- WHAT TO DO -
The lines needed are those from the start of the records through the line holding "1. Walks the", each copied exactly.

- EXCERPTED DATA -
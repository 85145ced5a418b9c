//! QUADRIGA x-mappings Library
//!
//! Tools for documenting and checking the cross-vocabulary mappings
//! (`x-mappings`) declared in the QUADRIGA family of JSON Schema files.
//!
//! # Overview
//!
//! Each schema file, and each of its properties, may carry a mapping set
//! relating the element to terms of external vocabularies (Dublin Core,
//! schema.org, LRMI, ...) through SKOS mapping relations. This library:
//!
//! 1. Walks the schema files of a version directory in documentation order,
//!    following document `$ref`s, property references and `items.$ref`
//! 2. Emits a flat list of depth-annotated rows with the mappings found at
//!    each node
//! 3. Resolves `prefix:term` targets through the root schema's `@context`
//! 4. Validates mapping sets against the x-mappings meta-schema, reporting
//!    every violation of a file together
//!
//! # Usage
//!
//! ## Build the mapping matrix of a version directory
//!
//! ```ignore
//! use quadriga_mappings::{walk, DirectorySource, MappingMatrix, WalkOptions};
//!
//! let source = DirectorySource::new("v1.0.0")?;
//! let result = walk(&source, &WalkOptions::quadriga())?;
//! let matrix = MappingMatrix::build(&result);
//!
//! println!("{}", matrix.to_json_string(true)?);
//! ```
//!
//! ## Validate the mappings of a version directory
//!
//! ```ignore
//! use quadriga_mappings::{validate_directory, DirectorySource, MappingValidator, ROOT_SCHEMA};
//!
//! let source = DirectorySource::new("v1.0.0")?;
//! let summary = validate_directory(&source, ROOT_SCHEMA, &MappingValidator::default())?;
//! for report in &summary.reports {
//!     println!("{}: {:?}", report.path, report.errors);
//! }
//! ```

pub mod collect;
pub mod context;
pub mod error;
pub mod loader;
pub mod mapping;
pub mod matrix;
pub mod validate;
pub mod vocab;
pub mod walk;

// Re-export main types for convenience
pub use crate::context::{resolve, Context};
pub use crate::error::MappingError;
pub use crate::loader::{
    discover_version_dirs, parse_document, DirectorySource, MemorySource, SchemaCache,
    SchemaSource,
};
pub use crate::mapping::{MappingCell, MappingEntry, MappingSet, Relation};
pub use crate::matrix::{MappingMatrix, MatrixCell, MatrixEntry, MatrixRow};
pub use crate::validate::{
    validate, validate_directory, FileReport, MappingValidator, ValidationSummary,
};
pub use crate::vocab::{COLUMN_ORDER, REQUIRED_VOCABULARIES, ROOT_LABEL, ROOT_SCHEMA};
pub use crate::walk::{walk, SchemaWalk, TraversalRow, WalkOptions, WalkStats};
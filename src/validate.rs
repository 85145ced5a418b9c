//! Validation of mapping sets against the x-mappings meta-schema
//!
//! Meta-schema in force:
//!
//! - a mapping set is an object holding exactly the required vocabularies,
//!   plus an optional `$comment`
//! - each vocabulary holds `null`, one entry or a non-empty list of entries
//! - an entry holds exactly `relation` and `target`
//! - `relation` is one of the five SKOS mapping relations
//! - `target` is an absolute URI or `prefix:term`, with the prefix declared in
//!   the root `@context` and a term made of letters only
//!
//! Every violation is reported; validation never stops at the first one.

use regex::Regex;
use serde_json::Value;
use std::collections::BTreeSet;
use std::sync::LazyLock;

use crate::context::{is_absolute_uri, Context};
use crate::error::MappingError;
use crate::loader::{SchemaCache, SchemaSource};
use crate::mapping::Relation;
use crate::vocab::{COMMENT_KEY, MAPPINGS_KEY, REQUIRED_VOCABULARIES};

static TERM_PATTERN: LazyLock<Regex> =
    LazyLock::new(|| Regex::new(r"^[a-zA-Z]+$").expect("valid term pattern"));

const ENTRY_PROPERTIES: [&str; 2] = ["relation", "target"];

/// Checks mapping sets for one set of required vocabularies
#[derive(Debug, Clone)]
pub struct MappingValidator {
    pub required_vocabularies: Vec<String>,
}

impl Default for MappingValidator {
    fn default() -> Self {
        Self::new(REQUIRED_VOCABULARIES)
    }
}

impl MappingValidator {
    pub fn new<I, S>(required_vocabularies: I) -> Self
    where
        I: IntoIterator<Item = S>,
        S: Into<String>,
    {
        Self {
            required_vocabularies: required_vocabularies.into_iter().map(Into::into).collect(),
        }
    }

    /// Validate one mapping set. An empty result means it is valid.
    pub fn validate(&self, mapping_set: &Value, valid_namespaces: &BTreeSet<String>) -> Vec<String> {
        let mut errors = Vec::new();

        let Some(map) = mapping_set.as_object() else {
            errors.push(format!(
                "x-mappings must be an object, got {}",
                type_name(mapping_set)
            ));
            return errors;
        };

        for vocab in &self.required_vocabularies {
            if !map.contains_key(vocab) {
                errors.push(format!("Missing required vocabulary: {}", vocab));
            }
        }

        let mut unexpected: Vec<&str> = map
            .keys()
            .map(String::as_str)
            .filter(|k| *k != COMMENT_KEY && !self.required_vocabularies.iter().any(|v| v == k))
            .collect();
        if !unexpected.is_empty() {
            unexpected.sort_unstable();
            errors.push(format!("Unexpected vocabularies: {}", unexpected.join(", ")));
        }

        for vocab in &self.required_vocabularies {
            match map.get(vocab) {
                None => {}
                Some(Value::Array(entries)) => {
                    if entries.is_empty() {
                        errors.push(format!("{}: array must have at least 1 item", vocab));
                    }
                    for (idx, entry) in entries.iter().enumerate() {
                        let label = format!("{}[{}]", vocab, idx);
                        errors.extend(validate_entry(entry, &label, valid_namespaces));
                    }
                }
                Some(entry) => errors.extend(validate_entry(entry, vocab, valid_namespaces)),
            }
        }

        errors
    }
}

/// Validate a mapping set with the QUADRIGA required vocabularies
pub fn validate(mapping_set: &Value, valid_namespaces: &BTreeSet<String>) -> Vec<String> {
    MappingValidator::default().validate(mapping_set, valid_namespaces)
}

/// Validate a single mapping entry; `label` locates it in messages (`dc`, `schema[1]`)
pub fn validate_entry(entry: &Value, label: &str, valid_namespaces: &BTreeSet<String>) -> Vec<String> {
    let mut errors = Vec::new();

    let obj = match entry {
        Value::Null => return errors,
        Value::Object(obj) => obj,
        other => {
            errors.push(format!(
                "{}: must be null or an object, got {}",
                label,
                type_name(other)
            ));
            return errors;
        }
    };

    if !obj.contains_key("relation") {
        errors.push(format!("{}: missing required property 'relation'", label));
    }
    if !obj.contains_key("target") {
        errors.push(format!("{}: missing required property 'target'", label));
    }

    let mut extra: Vec<&str> = obj
        .keys()
        .map(String::as_str)
        .filter(|k| !ENTRY_PROPERTIES.contains(k))
        .collect();
    if !extra.is_empty() {
        extra.sort_unstable();
        errors.push(format!("{}: unexpected properties: {}", label, extra.join(", ")));
    }

    match obj.get("relation") {
        None => {}
        Some(Value::String(relation)) => {
            if Relation::from_curie(relation).is_none() {
                let allowed: Vec<&str> = Relation::ALL.iter().map(|r| r.as_curie()).collect();
                errors.push(format!(
                    "{}.relation: invalid value '{}', must be one of {}",
                    label,
                    relation,
                    allowed.join(", ")
                ));
            }
        }
        Some(_) => errors.push(format!("{}.relation: must be a string", label)),
    }

    match obj.get("target") {
        None => {}
        Some(Value::String(target)) => {
            if let Some(error) = check_target(target, label, valid_namespaces) {
                errors.push(error);
            }
        }
        Some(_) => errors.push(format!("{}.target: must be a string", label)),
    }

    errors
}

fn check_target(target: &str, label: &str, valid_namespaces: &BTreeSet<String>) -> Option<String> {
    if is_absolute_uri(target) {
        return None;
    }

    let Some((namespace, term)) = target.split_once(':') else {
        return Some(format!(
            "{}.target: '{}' must be either a namespace:term format (e.g. 'dc:title') \
             or a full URI (e.g. 'https://...')",
            label, target
        ));
    };

    if term.is_empty() {
        Some(format!(
            "{}.target: '{}' is missing the term part after ':'",
            label, target
        ))
    } else if !valid_namespaces.contains(namespace) {
        let known: Vec<&str> = valid_namespaces.iter().map(String::as_str).collect();
        Some(format!(
            "{}.target: namespace '{}' in '{}' is not defined in @context. Valid namespaces: {}",
            label,
            namespace,
            target,
            known.join(", ")
        ))
    } else if !TERM_PATTERN.is_match(term) {
        Some(format!(
            "{}.target: term '{}' in '{}' must contain only letters",
            label, term, target
        ))
    } else {
        None
    }
}

fn type_name(value: &Value) -> &'static str {
    match value {
        Value::Null => "null",
        Value::Bool(_) => "boolean",
        Value::Number(_) => "number",
        Value::String(_) => "string",
        Value::Array(_) => "array",
        Value::Object(_) => "object",
    }
}

/// Validation findings of one schema file
#[derive(Debug, Clone, PartialEq)]
pub struct FileReport {
    pub path: String,
    pub errors: Vec<String>,
}

/// Outcome of validating one or more schema directories
#[derive(Debug, Default, Clone, PartialEq)]
pub struct ValidationSummary {
    pub files_checked: usize,
    pub files_with_mappings: usize,
    pub files_valid: usize,
    pub total_errors: usize,
    /// Files with at least one error, in listing order
    pub reports: Vec<FileReport>,
}

impl ValidationSummary {
    pub fn files_with_errors(&self) -> usize {
        self.files_with_mappings - self.files_valid
    }

    pub fn is_valid(&self) -> bool {
        self.total_errors == 0
    }

    pub fn merge(&mut self, other: ValidationSummary) {
        self.files_checked += other.files_checked;
        self.files_with_mappings += other.files_with_mappings;
        self.files_valid += other.files_valid;
        self.total_errors += other.total_errors;
        self.reports.extend(other.reports);
    }
}

/// Namespaces declared in the root schema's `@context`; empty if there is no root
pub fn load_namespaces(
    cache: &mut SchemaCache<'_>,
    root: &str,
) -> Result<BTreeSet<String>, MappingError> {
    if !cache.source().list()?.iter().any(|f| f == root) {
        return Ok(BTreeSet::new());
    }
    let document = cache.get(root)?;
    Ok(Context::from_document(&document).namespaces())
}

/// Validate the document-level mapping set of every schema file of a source
pub fn validate_directory(
    source: &dyn SchemaSource,
    root: &str,
    validator: &MappingValidator,
) -> Result<ValidationSummary, MappingError> {
    let mut cache = SchemaCache::new(source);
    let namespaces = load_namespaces(&mut cache, root)?;
    if namespaces.is_empty() {
        tracing::warn!(
            root = %source.describe(root),
            "no @context found, every prefixed target will be reported"
        );
    }

    let mut summary = ValidationSummary::default();
    for filename in source.list()? {
        summary.files_checked += 1;
        let document = cache.get(&filename)?;
        let Some(mapping_set) = document.get(MAPPINGS_KEY) else {
            continue;
        };

        summary.files_with_mappings += 1;
        let errors = validator.validate(mapping_set, &namespaces);
        if errors.is_empty() {
            summary.files_valid += 1;
        } else {
            summary.total_errors += errors.len();
            summary.reports.push(FileReport {
                path: source.describe(&filename),
                errors,
            });
        }
    }

    Ok(summary)
}
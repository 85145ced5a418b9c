//! Namespace context of a schema family
//!
//! The root schema carries an `@context` object mapping prefixes to base
//! URIs. The walker uses it to turn `prefix:term` targets into links and
//! the validator uses its keys as the set of known namespaces.

use serde_json::Value;
use std::collections::{BTreeMap, BTreeSet};
use url::Url;

use crate::vocab::CONTEXT_KEY;

/// Prefix table loaded from a root schema document
#[derive(Debug, Clone, Default, PartialEq)]
pub struct Context {
    /// Prefix -> base URI. `None` for entries whose value is not a string
    /// (term definitions): the prefix is known but cannot be expanded.
    prefixes: BTreeMap<String, Option<String>>,
}

impl Context {
    pub fn new() -> Self {
        Self::default()
    }

    /// Read the `@context` object of a root document.
    ///
    /// A missing or non-object `@context` yields an empty context.
    pub fn from_document(document: &Value) -> Self {
        let mut context = Context::new();
        let Some(Value::Object(map)) = document.get(CONTEXT_KEY) else {
            return context;
        };

        for (prefix, value) in map {
            match value.as_str() {
                Some(base) => {
                    if Url::parse(base).is_err() {
                        tracing::warn!(prefix = %prefix, base = %base, "context base is not an absolute URL");
                    }
                    context.add_prefix(prefix, base);
                }
                None => {
                    context.prefixes.insert(prefix.clone(), None);
                }
            }
        }
        context
    }

    pub fn add_prefix(&mut self, prefix: &str, base: &str) {
        self.prefixes
            .insert(prefix.to_string(), Some(base.to_string()));
    }

    pub fn has_prefix(&self, prefix: &str) -> bool {
        self.prefixes.contains_key(prefix)
    }

    pub fn is_empty(&self) -> bool {
        self.prefixes.is_empty()
    }

    /// All declared prefixes, expandable or not
    pub fn namespaces(&self) -> BTreeSet<String> {
        self.prefixes.keys().cloned().collect()
    }

    /// Base URI of a prefix, if it has a non-empty one
    pub fn base(&self, prefix: &str) -> Option<&str> {
        self.prefixes
            .get(prefix)
            .and_then(|b| b.as_deref())
            .filter(|b| !b.is_empty())
    }

    /// See [`resolve`]
    pub fn resolve(&self, reference: &str) -> String {
        resolve(reference, self)
    }
}

/// Whether a reference already is an absolute web URI
pub fn is_absolute_uri(reference: &str) -> bool {
    reference.starts_with("http://") || reference.starts_with("https://")
}

/// Expand a reference to a full URI.
///
/// Absolute URIs are returned unchanged and `prefix:term` references are
/// expanded through the context. Anything that cannot be expanded yields an
/// empty string; callers render it as plain text.
pub fn resolve(reference: &str, context: &Context) -> String {
    if reference.is_empty() {
        return String::new();
    }
    if is_absolute_uri(reference) {
        return reference.to_string();
    }
    match reference.split_once(':') {
        Some((prefix, local)) => context
            .base(prefix)
            .map(|base| format!("{}{}", base, local))
            .unwrap_or_default(),
        None => String::new(),
    }
}
//! Обратная связь: публичная отправка и административный просмотр.

use reqwest::Method;

use crate::client::BirlikClient;
use crate::error::BirlikClientResult;
use crate::models::{
    ContactMessage, ContactMessageInput, PageQuery, Paginated, SmsFeedback, SmsFeedbackInput,
};

impl BirlikClient {
    /// Публичная отправка сообщения обратной связи.
    pub async fn submit_contact_message(
        &self,
        input: &ContactMessageInput,
    ) -> BirlikClientResult<ContactMessage> {
        self.execute(self.request(Method::POST, "/api/contact").json(input))
            .await
    }

    /// Публичная отправка SMS-отзыва.
    pub async fn submit_sms_feedback(
        &self,
        input: &SmsFeedbackInput,
    ) -> BirlikClientResult<SmsFeedback> {
        self.execute(self.request(Method::POST, "/api/sms-feedback").json(input))
            .await
    }

    /// Список сообщений обратной связи с пагинацией.
    pub async fn list_contact_messages(
        &self,
        query: &PageQuery,
    ) -> BirlikClientResult<Paginated<ContactMessage>> {
        self.execute(self.authed(Method::GET, "/api/contact")?.query(query))
            .await
    }

    /// Список SMS-отзывов с пагинацией.
    pub async fn list_sms_feedback(
        &self,
        query: &PageQuery,
    ) -> BirlikClientResult<Paginated<SmsFeedback>> {
        self.execute(self.authed(Method::GET, "/api/sms-feedback")?.query(query))
            .await
    }
}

- REPLY -
repository 85145ced5a418b9c
//! QUADRIGA x-mappings Library
//!
//! Tools for documenting and checking the cross-vocabulary mappings
//! (`x-mappings`) declared in the QUADRIGA family of JSON Schema files.
//!
//! # Overview
//!
//! Each schema file, and each of its properties, may carry a mapping set
//! relating the element to terms of external vocabularies (Dublin Core,
//! schema.org, LRMI, ...) through SKOS mapping relations. This library:
//!
//! 1. Walks the schema files of a version directory in documentation order,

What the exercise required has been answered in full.